In Business Mortgage Finance 6 plc v Greencoat Investments Ltd and others [2019] EWHC 2128 (Ch), the first defendant was found to have had no power to appoint receivers and therefore the purported sale of the assets to a third party was invalid. However, the declaration to that effect was limited so that it did not prevent the purchaser, who was not a party to the case, from seeking to rely on the transfer of title under the asset sale agreement.

In this case the claimant sought a declaration that the asset sale agreement was not valid.

What did the court decide?

The defendant argued firstly that it was a bona fide purchaser for value without notice of an irregularity and, alternatively, that its purchase was protected by a specific clause in the charge over the assets.

In relation to the first argument, the court agreed with the decision of Zacaroli J, that Greencoat had not become a ‘noteholder’ for the purposes of the securitisation documentation and therefore it could not have appointed a receiver. In those circumstances, the receiver did not have actual authority, but nor did he have ostensible authority, since neither the claimant nor the actual trustee had held him out as such (East Asia Co Ltd v PT Satria Tirtatama Energindo [2019] UKPC 30, [2019] 6 WLUK 436). The asset sale agreement could not therefore be binding and the defendant was not a purchaser at all.

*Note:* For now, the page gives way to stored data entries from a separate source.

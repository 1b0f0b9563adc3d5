use serde::{de::DeserializeOwned, Deserialize, Serialize};

/// An opaque computed result carried through the system
///
/// This is a wrapper around a JSON value. The canonical empty-result
/// sentinel is JSON `null`: a node that computed "nothing" stores an
/// explicit `null` result, and provided-ness is signalled exclusively by
/// the state edge's status, never by the result being non-null.
#[derive(Clone, Debug, Serialize, Deserialize, PartialEq)]
pub struct ResultData {
    /// The inner JSON value
    pub value: serde_json::Value,
}

impl ResultData {
    /// Create a result from a JSON value
    #[inline]
    pub fn new(value: serde_json::Value) -> Self {
        Self { value }
    }

    /// The canonical empty result (JSON `null`)
    #[inline]
    pub fn empty() -> Self {
        Self {
            value: serde_json::Value::Null,
        }
    }

    /// Canonicalize an optional payload: an absent result becomes the
    /// explicit empty sentinel
    #[inline]
    pub fn from_option(value: Option<serde_json::Value>) -> Self {
        match value {
            Some(value) => Self { value },
            None => Self::empty(),
        }
    }

    /// Get the inner JSON value
    #[inline]
    pub fn as_value(&self) -> &serde_json::Value {
        &self.value
    }

    /// Take ownership of the inner JSON value
    #[inline]
    pub fn into_value(self) -> serde_json::Value {
        self.value
    }

    /// Check if this is the empty sentinel
    #[inline]
    pub fn is_empty(&self) -> bool {
        self.value.is_null()
    }

    /// Try to convert the result to a specific type
    pub fn to<T>(&self) -> Result<T, serde_json::Error>
    where
        T: for<'de> DeserializeOwned,
    {
        serde_json::from_value(self.value.clone())
    }

    /// Create a result from a serializable value
    pub fn from<T>(value: &T) -> Result<Self, serde_json::Error>
    where
        T: Serialize,
    {
        Ok(Self::new(serde_json::to_value(value)?))
    }
}
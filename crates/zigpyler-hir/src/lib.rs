//! # Zigpyler HIR
//!
//! The high-level intermediate representation consumed by the zigpyler
//! backend, together with the `NativeType` lattice the type inferrer
//! computes over and the scope table that maps `(scope, name)` pairs to
//! inferred types.
//!
//! This crate is deliberately free of I/O and code generation: it only
//! defines data. The bridge from `rustpython-ast` lives in
//! `zigpyler-core`; inference over these shapes lives in
//! `zigpyler-analysis`.

pub mod hir;
pub mod scope;
pub mod types;

pub use hir::*;
pub use scope::ScopeTable;
pub use types::{widen, FunctionSig, IntKind, NativeType, StrKind};
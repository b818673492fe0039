//! Import registry: the backend's only window into other modules.
//!
//! A lookup from `(module, symbol)` to metadata (return-type hint,
//! allocator requirement, fallibility, void-ness), plus the set of
//! known-skipped modules so `skipIf(module is None, …)` can be honored
//! statically. The registry covers the bundled runtime modules by
//! default; the driver may register more.

use indexmap::{IndexMap, IndexSet};
use serde::{Deserialize, Serialize};
use zigpyler_hir::NativeType;

#[derive(Debug, Clone, PartialEq, Serialize, Deserialize)]
pub struct FunctionMeta {
    pub return_type: NativeType,
    pub needs_allocator: bool,
    pub can_fail: bool,
    pub is_void: bool,
    /// Runtime symbol the call lowers to, e.g. `py.json.dumps`.
    pub runtime_name: String,
}

impl FunctionMeta {
    fn new(runtime_name: &str, return_type: NativeType) -> Self {
        let is_void = matches!(return_type, NativeType::None);
        Self {
            return_type,
            needs_allocator: false,
            can_fail: false,
            is_void,
            runtime_name: runtime_name.to_string(),
        }
    }

    fn allocating(mut self) -> Self {
        self.needs_allocator = true;
        self.can_fail = true;
        self
    }

    fn fallible(mut self) -> Self {
        self.can_fail = true;
        self
    }
}

#[derive(Debug, Clone, PartialEq, Serialize, Deserialize)]
pub struct ModuleMeta {
    /// Runtime namespace the module maps to, e.g. `py.json`.
    pub runtime_namespace: String,
}

#[derive(Debug, Clone, PartialEq, Serialize, Deserialize)]
pub enum SymbolMeta {
    Function(FunctionMeta),
    Module(ModuleMeta),
}

#[derive(Debug, Clone, Default, PartialEq, Serialize, Deserialize)]
pub struct ImportRegistry {
    symbols: IndexMap<String, SymbolMeta>,
    /// Module names that resolve to `None` at the source level.
    skipped_modules: IndexSet<String>,
}

impl ImportRegistry {
    pub fn new() -> Self {
        Self::default()
    }

    /// Registry pre-populated with the bundled runtime modules.
    pub fn with_defaults() -> Self {
        let mut registry = Self::new();
        for module in [
            "json", "datetime", "math", "os", "sys", "pathlib", "shutil", "glob", "io", "time",
            "collections", "unittest", "asyncio",
        ] {
            registry.register_module(module, &format!("py.{module}"));
        }

        let str_rt = NativeType::str_runtime;
        registry.register(
            "json",
            "dumps",
            FunctionMeta::new("py.json.dumps", str_rt()).allocating(),
        );
        registry.register(
            "json",
            "loads",
            FunctionMeta::new("py.json.loads", NativeType::PyValue).allocating(),
        );
        registry.register(
            "math",
            "sqrt",
            FunctionMeta::new("py.math.sqrt", NativeType::Float),
        );
        registry.register(
            "math",
            "floor",
            FunctionMeta::new("py.math.floor", NativeType::int()),
        );
        registry.register(
            "math",
            "ceil",
            FunctionMeta::new("py.math.ceil", NativeType::int()),
        );
        registry.register(
            "math",
            "pow",
            FunctionMeta::new("py.math.pow", NativeType::Float),
        );
        registry.register(
            "time",
            "time",
            FunctionMeta::new("py.time.time", NativeType::Float),
        );
        registry.register(
            "time",
            "sleep",
            FunctionMeta::new("py.time.sleep", NativeType::None),
        );
        registry.register(
            "datetime",
            "now",
            FunctionMeta::new("py.datetime.now", NativeType::ClassInstance("datetime".into())),
        );
        registry.register(
            "os",
            "getcwd",
            FunctionMeta::new("py.os.getcwd", str_rt()).allocating(),
        );
        registry.register(
            "sys",
            "exit",
            FunctionMeta::new("py.sys.exit", NativeType::None),
        );
        registry.register(
            "asyncio",
            "sleep",
            FunctionMeta::new("py.asyncio.sleep", NativeType::None).fallible(),
        );
        registry.register(
            "asyncio",
            "run",
            FunctionMeta::new("py.asyncio.run", NativeType::PyValue).fallible(),
        );
        registry.register(
            "asyncio",
            "gather",
            FunctionMeta::new("py.asyncio.gather", NativeType::list_of(NativeType::PyValue))
                .allocating(),
        );
        registry
    }

    pub fn register(&mut self, module: &str, symbol: &str, meta: FunctionMeta) {
        self.symbols
            .insert(format!("{module}.{symbol}"), SymbolMeta::Function(meta));
    }

    pub fn register_module(&mut self, module: &str, runtime_namespace: &str) {
        self.symbols.insert(
            module.to_string(),
            SymbolMeta::Module(ModuleMeta {
                runtime_namespace: runtime_namespace.to_string(),
            }),
        );
    }

    pub fn mark_skipped(&mut self, module: &str) {
        self.skipped_modules.insert(module.to_string());
    }

    pub fn is_skipped(&self, module: &str) -> bool {
        self.skipped_modules.contains(module)
    }

    pub fn lookup(&self, dotted: &str) -> Option<&SymbolMeta> {
        self.symbols.get(dotted)
    }

    pub fn function(&self, dotted: &str) -> Option<&FunctionMeta> {
        match self.symbols.get(dotted) {
            Some(SymbolMeta::Function(meta)) => Some(meta),
            _ => None,
        }
    }

    pub fn module(&self, name: &str) -> Option<&ModuleMeta> {
        match self.symbols.get(name) {
            Some(SymbolMeta::Module(meta)) => Some(meta),
            _ => None,
        }
    }

    pub fn is_known_module(&self, name: &str) -> bool {
        matches!(self.symbols.get(name), Some(SymbolMeta::Module(_)))
    }

    /// Return-type hints in the shape the type inferrer consumes.
    pub fn return_hints(&self) -> IndexMap<String, NativeType> {
        self.symbols
            .iter()
            .filter_map(|(name, meta)| match meta {
                SymbolMeta::Function(f) => Some((name.clone(), f.return_type.clone())),
                SymbolMeta::Module(_) => None,
            })
            .collect()
    }
}

#[cfg(test)]
mod tests {
    use super::*;

    #[test]
    fn defaults_cover_bundled_runtime() {
        let registry = ImportRegistry::with_defaults();
        assert!(registry.is_known_module("json"));
        let dumps = registry.function("json.dumps").unwrap();
        assert!(dumps.needs_allocator);
        assert_eq!(dumps.return_type, NativeType::str_runtime());
        assert_eq!(dumps.runtime_name, "py.json.dumps");
    }

    #[test]
    fn skipped_modules_are_tracked() {
        let mut registry = ImportRegistry::with_defaults();
        assert!(!registry.is_skipped("numpy"));
        registry.mark_skipped("numpy");
        assert!(registry.is_skipped("numpy"));
    }

    #[test]
    fn return_hints_only_include_functions() {
        let registry = ImportRegistry::with_defaults();
        let hints = registry.return_hints();
        assert!(hints.contains_key("math.sqrt"));
        assert!(!hints.contains_key("math"));
    }

    #[test]
    fn void_functions_are_marked() {
        let registry = ImportRegistry::with_defaults();
        assert!(registry.function("time.sleep").unwrap().is_void);
        assert!(!registry.function("time.time").unwrap().is_void);
    }
}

In addition, the defendant had not seen evidence of the appointment of new trustees or their power to appoint a receiver. The asset sale agreement was also in an unusual form. Both of these matters put the defendant on notice, but it had not then made the enquiries a reasonable person should make as to the validity of the receiver’s appointment. In those circumstances, the defendant would not have been able to rely on ostensible authority.

Nor could the defendant rely on the ‘protection of third parties’ clause, which read, ‘No Purchaser from … the Trustee and/or the Receiver shall be concerned to enquire whether any of the powers which they have exercised or purported to exercise has arisen or become exercisable, or whether the Secured Amounts remain outstanding, or whether any event has happened to authorise the Trustee and/or the Receiver to act or as to the propriety or validity of the exercise or purported exercise of any such power; and the title and position of such a Purchaser ... shall not be impeachable by reference to any of those matters’.

In that clause, Nugee J decided that the use of the word ‘purported’ related to the exercise of a power by a trustee or receiver as defined in the charge and did not cover a person held out as a trustee or receiver in circumstances where they were not. As the court held that only BNY Corporate Trustee Services Limited fit the definition of trustee and that no one fit the definition of receiver, it followed that the clause did not assist the defendant.

Case details

  • Court: High Court (Chancery Division)

  • Judge: Mr Justice Nugee

  • Date of judgment: 22 October 2019

Alex Cunliffe appeared for the defendants in Business Mortgage Finance 6 plc v Greencoat Investments Ltd and others. He practises in a wide range of commercial and chancery work including banking and finance, civil fraud and insolvency.

Interviewed by Kate Beaumont.

The views expressed by our legal analysis interviewees are not necessarily those of the proprietor.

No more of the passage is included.